• _YOUR GOAL_:
Transcribe the entire listing below exactly.

• _DATA FOR THE TASK_:
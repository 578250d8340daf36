use std::io::{self, BufRead};
use std::sync::mpsc::Sender;
use std::thread;

use anyhow::{bail, Context};
use chatgate::{alias_list, resolve_model, ControllerConfig};
use chatgate_cli::backends::backend_from_config;
use chatgate_cli::config::EnvConfig;
use chatgate_cli::logging::init_file_logging;
use chatgate_cli::runtime::{Runtime, RuntimeEvent};
use chatgate_cli::terminal::TerminalFrontend;
use history_store::SettingsStore;
use tracing::{info, warn};

fn main() -> anyhow::Result<()> {
    let config = EnvConfig::from_env().context("invalid configuration")?;
    std::fs::create_dir_all(&config.config_root).with_context(|| {
        format!(
            "failed to create config directory '{}'",
            config.config_root.display()
        )
    })?;
    let log_path = init_file_logging(&config.config_root)?;
    info!(log = %log_path.display(), backend = ?config.backend, "chatgate starting");

    let model = match config.model.as_deref() {
        Some(name) => match resolve_model(name) {
            Some(entry) => entry.id.to_string(),
            None => bail!("Unknown model: {name}. Available: {}", alias_list()),
        },
        None => ControllerConfig::default().model,
    };

    let settings_store = SettingsStore::new(&config.config_root);
    let settings = settings_store.load().unwrap_or_else(|error| {
        warn!(error = %error, "ignoring unreadable settings");
        Default::default()
    });

    let backend = backend_from_config(&config).context("failed to set up backend")?;
    let profile = backend.profile();

    let mut runtime = Runtime::new(
        backend,
        &config.config_root,
        ControllerConfig {
            model,
            settings,
            inactivity: config.inactivity,
        },
    );
    let mut frontend = TerminalFrontend::new(io::stdout());
    frontend.banner(&profile.display_name, runtime.controller().model());

    runtime.check_backend();
    spawn_input_reader(runtime.sender())?;
    runtime.run(&mut frontend);

    info!("chatgate exiting");
    Ok(())
}

fn spawn_input_reader(sender: Sender<RuntimeEvent>) -> anyhow::Result<()> {
    thread::Builder::new()
        .name("chatgate-stdin".to_string())
        .spawn(move || {
            for line in io::stdin().lock().lines() {
                let Ok(line) = line else {
                    break;
                };
                if sender.send(RuntimeEvent::Input(line)).is_err() {
                    return;
                }
            }
            let _ = sender.send(RuntimeEvent::InputClosed);
        })
        .context("failed to spawn input reader")?;
    Ok(())
}
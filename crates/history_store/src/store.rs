use std::fs;
use std::io::ErrorKind;
use std::path::{Path, PathBuf};

use chat_protocol::{ChatSession, Settings};
use tracing::{debug, warn};

use crate::error::HistoryStoreError;
use crate::paths::{session_file_name, sessions_dir, settings_path, write_atomically};

/// Chat transcripts stored one JSON document per session under
/// `<root>/sessions/<id>.json`.
#[derive(Debug, Clone)]
pub struct HistoryStore {
    dir: PathBuf,
}

impl HistoryStore {
    #[must_use]
    pub fn new(config_root: &Path) -> Self {
        Self {
            dir: sessions_dir(config_root),
        }
    }

    pub fn dir(&self) -> &Path {
        &self.dir
    }

    fn session_path(&self, session_id: &str) -> Result<PathBuf, HistoryStoreError> {
        Ok(self.dir.join(session_file_name(session_id)?))
    }

    pub fn save(&self, session: &ChatSession) -> Result<(), HistoryStoreError> {
        let path = self.session_path(&session.id)?;
        let json = serde_json::to_vec_pretty(session)
            .map_err(|source| HistoryStoreError::json_serialize(&path, source))?;
        write_atomically(&path, &json)?;
        debug!(session_id = %session.id, messages = session.messages.len(), "saved chat");
        Ok(())
    }

    /// Saved chats, most recent first. Files that cannot be read or parsed
    /// are skipped.
    pub fn list(&self) -> Result<Vec<ChatSession>, HistoryStoreError> {
        let entries = match fs::read_dir(&self.dir) {
            Ok(entries) => entries,
            Err(error) if error.kind() == ErrorKind::NotFound => return Ok(Vec::new()),
            Err(source) => {
                return Err(HistoryStoreError::io(
                    "listing sessions",
                    &self.dir,
                    source,
                ))
            }
        };

        let mut sessions = Vec::new();
        for entry in entries {
            let path = match entry {
                Ok(entry) => entry.path(),
                Err(error) => {
                    warn!(dir = %self.dir.display(), error = %error, "skipping unreadable entry");
                    continue;
                }
            };
            if path.extension().and_then(|ext| ext.to_str()) != Some("json") {
                continue;
            }

            match read_session(&path) {
                Ok(session) => sessions.push(session),
                Err(error) => warn!(error = %error, "skipping unreadable chat file"),
            }
        }

        // RFC 3339 UTC timestamps order lexically.
        sessions.sort_by(|a, b| b.created_at.cmp(&a.created_at));
        Ok(sessions)
    }

    pub fn load(&self, session_id: &str) -> Result<ChatSession, HistoryStoreError> {
        let path = self.session_path(session_id)?;
        if !path.exists() {
            return Err(HistoryStoreError::SessionNotFound {
                id: session_id.to_string(),
            });
        }
        read_session(&path)
    }

    /// Removes a saved chat. Deleting an unknown id is not an error.
    pub fn delete(&self, session_id: &str) -> Result<(), HistoryStoreError> {
        let path = self.session_path(session_id)?;
        match fs::remove_file(&path) {
            Ok(()) => Ok(()),
            Err(error) if error.kind() == ErrorKind::NotFound => Ok(()),
            Err(source) => Err(HistoryStoreError::io("deleting session", &path, source)),
        }
    }
}

fn read_session(path: &Path) -> Result<ChatSession, HistoryStoreError> {
    let contents = fs::read_to_string(path)
        .map_err(|source| HistoryStoreError::io("reading session", path, source))?;
    serde_json::from_str(&contents).map_err(|source| HistoryStoreError::json_parse(path, source))
}

/// `<root>/settings.json`.
#[derive(Debug, Clone)]
pub struct SettingsStore {
    path: PathBuf,
}

impl SettingsStore {
    #[must_use]
    pub fn new(config_root: &Path) -> Self {
        Self {
            path: settings_path(config_root),
        }
    }

    pub fn path(&self) -> &Path {
        &self.path
    }

    /// A missing file yields default settings.
    pub fn load(&self) -> Result<Settings, HistoryStoreError> {
        let contents = match fs::read_to_string(&self.path) {
            Ok(contents) => contents,
            Err(error) if error.kind() == ErrorKind::NotFound => return Ok(Settings::default()),
            Err(source) => {
                return Err(HistoryStoreError::io(
                    "reading settings",
                    &self.path,
                    source,
                ))
            }
        };

        serde_json::from_str(&contents)
            .map_err(|source| HistoryStoreError::json_parse(&self.path, source))
    }

    pub fn save(&self, settings: &Settings) -> Result<(), HistoryStoreError> {
        let json = serde_json::to_vec_pretty(settings)
            .map_err(|source| HistoryStoreError::json_serialize(&self.path, source))?;
        write_atomically(&self.path, &json)
    }

    #[must_use]
    pub fn validate_folder(&self, path: &Path) -> bool {
        path.is_dir()
    }
}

• _RESPONSE BELOW_:
repository 578250d8340daf36
use std::io::{self, BufRead};
use std::sync::mpsc::Sender;
use std::thread;

use anyhow::{bail, Context};
use chatgate::{alias_list, resolve_model, ControllerConfig};
use chatgate_cli::backends::backend_from_config;
use chatgate_cli::config::EnvConfig;
use chatgate_cli::logging::init_file_logging;
use chatgate_cli::runtime::{Runtime, RuntimeEvent};
use chatgate_cli::terminal::TerminalFrontend;
use history_store::SettingsStore;
use tracing::{info, warn};

fn main() -> anyhow::Result<()> {
    let config = EnvConfig::from_env().context("invalid configuration")?;
    std::fs::create_dir_all(&config.config_root).with_context(|| {
        format!(
            "failed to create config directory '{}'",
            config.config_root.display()
        )
    })?;
    let log_path = init_file_logging(&config.config_root)?;
    info!(log = %log_path.display(), backend = ?config.backend, "chatgate starting");

    let model = match config.model.as_deref() {
        Some(name) => match resolve_model(name) {
            Some(entry) => entry.id.to_string(),
            None => bail!("Unknown model: {name}. Available: {}", alias_list()),
        },
        None => ControllerConfig::default().model,
    };

    let settings_store = SettingsStore::new(&config.config_root);
    let settings = settings_store.load().unwrap_or_else(|error| {
        warn!(error = %error, "ignoring unreadable settings");
        Default::default()
    });

    let backend = backend_from_config(&config).context("failed to set up backend")?;
    let profile = backend.profile();

    let mut runtime = Runtime::new(
        backend,
        &config.config_root,
        ControllerConfig {
            model,
            settings,
            inactivity: config.inactivity,
        },
    );
    let mut frontend = TerminalFrontend::new(io::stdout());
    frontend.banner(&profile.display_name, runtime.controller().model());

    runtime.check_backend();
    spawn_input_reader(runtime.sender())?;
    runtime.run(&mut frontend);

    info!("chatgate exiting");
    Ok(())
}

fn spawn_input_reader(sender: Sender<RuntimeEvent>) -> anyhow::Result<()> {
    thread::Builder::new()
        .name("chatgate-stdin".to_string())
        .spawn(move || {
            for line in io::stdin().lock().lines() {
                let Ok(line) = line else {
                    break;
                };
                if sender.send(RuntimeEvent::Input(line)).is_err() {
                    return;
                }
            }
            let _ = sender.send(RuntimeEvent::InputClosed);
        })
        .context("failed to spawn input reader")?;
    Ok(())
}
filename crates/history_store/src/store.rs
use std::fs;
use std::io::ErrorKind;
use std::path::{Path, PathBuf};

use chat_protocol::{ChatSession, Settings};
use tracing::{debug, warn};

use crate::error::HistoryStoreError;
use crate::paths::{session_file_name, sessions_dir, settings_path, write_atomically};

/// Chat transcripts stored one JSON document per session under
/// `<root>/sessions/<id>.json`.
#[derive(Debug, Clone)]
pub struct HistoryStore {
    dir: PathBuf,
}

impl HistoryStore {
    #[must_use]
    pub fn new(config_root: &Path) -> Self {
        Self {
            dir: sessions_dir(config_root),
        }
    }

    pub fn dir(&self) -> &Path {
        &self.dir
    }

    fn session_path(&self, session_id: &str) -> Result<PathBuf, HistoryStoreError> {
        Ok(self.dir.join(session_file_name(session_id)?))
    }

    pub fn save(&self, session: &ChatSession) -> Result<(), HistoryStoreError> {
        let path = self.session_path(&session.id)?;
        let json = serde_json::to_vec_pretty(session)
            .map_err(|source| HistoryStoreError::json_serialize(&path, source))?;
        write_atomically(&path, &json)?;
        debug!(session_id = %session.id, messages = session.messages.len(), "saved chat");
        Ok(())
    }

    /// Saved chats, most recent first. Files that cannot be read or parsed
    /// are skipped.
    pub fn list(&self) -> Result<Vec<ChatSession>, HistoryStoreError> {
        let entries = match fs::read_dir(&self.dir) {
            Ok(entries) => entries,
            Err(error) if error.kind() == ErrorKind::NotFound => return Ok(Vec::new()),
            Err(source) => {
                return Err(HistoryStoreError::io(
                    "listing sessions",
                    &self.dir,
                    source,
                ))
            }
        };

        let mut sessions = Vec::new();
        for entry in entries {
            let path = match entry {
                Ok(entry) => entry.path(),
                Err(error) => {
                    warn!(dir = %self.dir.display(), error = %error, "skipping unreadable entry");
                    continue;
                }
            };
            if path.extension().and_then(|ext| ext.to_str()) != Some("json") {
                continue;
            }

            match read_session(&path) {
                Ok(session) => sessions.push(session),
                Err(error) => warn!(error = %error, "skipping unreadable chat file"),
            }
        }

        // RFC 3339 UTC timestamps order lexically.
        sessions.sort_by(|a, b| b.created_at.cmp(&a.created_at));
        Ok(sessions)
    }

    pub fn load(&self, session_id: &str) -> Result<ChatSession, HistoryStoreError> {
        let path = self.session_path(session_id)?;
        if !path.exists() {
            return Err(HistoryStoreError::SessionNotFound {
                id: session_id.to_string(),
            });
        }
        read_session(&path)
    }

    /// Removes a saved chat. Deleting an unknown id is not an error.
    pub fn delete(&self, session_id: &str) -> Result<(), HistoryStoreError> {
        let path = self.session_path(session_id)?;
        match fs::remove_file(&path) {
            Ok(()) => Ok(()),
            Err(error) if error.kind() == ErrorKind::NotFound => Ok(()),
            Err(source) => Err(HistoryStoreError::io("deleting session", &path, source)),
        }
    }
}

fn read_session(path: &Path) -> Result<ChatSession, HistoryStoreError> {
    let contents = fs::read_to_string(path)
        .map_err(|source| HistoryStoreError::io("reading session", path, source))?;
    serde_json::from_str(&contents).map_err(|source| HistoryStoreError::json_parse(path, source))
}

/// `<root>/settings.json`.
#[derive(Debug, Clone)]
pub struct SettingsStore {
    path: PathBuf,
}

impl SettingsStore {
    #[must_use]
    pub fn new(config_root: &Path) -> Self {
        Self {
            path: settings_path(config_root),
        }
    }

    pub fn path(&self) -> &Path {
        &self.path
    }

    /// A missing file yields default settings.
    pub fn load(&self) -> Result<Settings, HistoryStoreError> {
        let contents = match fs::read_to_string(&self.path) {
            Ok(contents) => contents,
            Err(error) if error.kind() == ErrorKind::NotFound => return Ok(Settings::default()),
            Err(source) => {
                return Err(HistoryStoreError::io(
                    "reading settings",
                    &self.path,
                    source,
                ))
            }
        };

        serde_json::from_str(&contents)
            .map_err(|source| HistoryStoreError::json_parse(&self.path, source))
    }

    pub fn save(&self, settings: &Settings) -> Result<(), HistoryStoreError> {
        let json = serde_json::to_vec_pretty(settings)
            .map_err(|source| HistoryStoreError::json_serialize(&self.path, source))?;
        write_atomically(&self.path, &json)
    }

    #[must_use]
    pub fn validate_folder(&self, path: &Path) -> bool {
        path.is_dir()
    }
}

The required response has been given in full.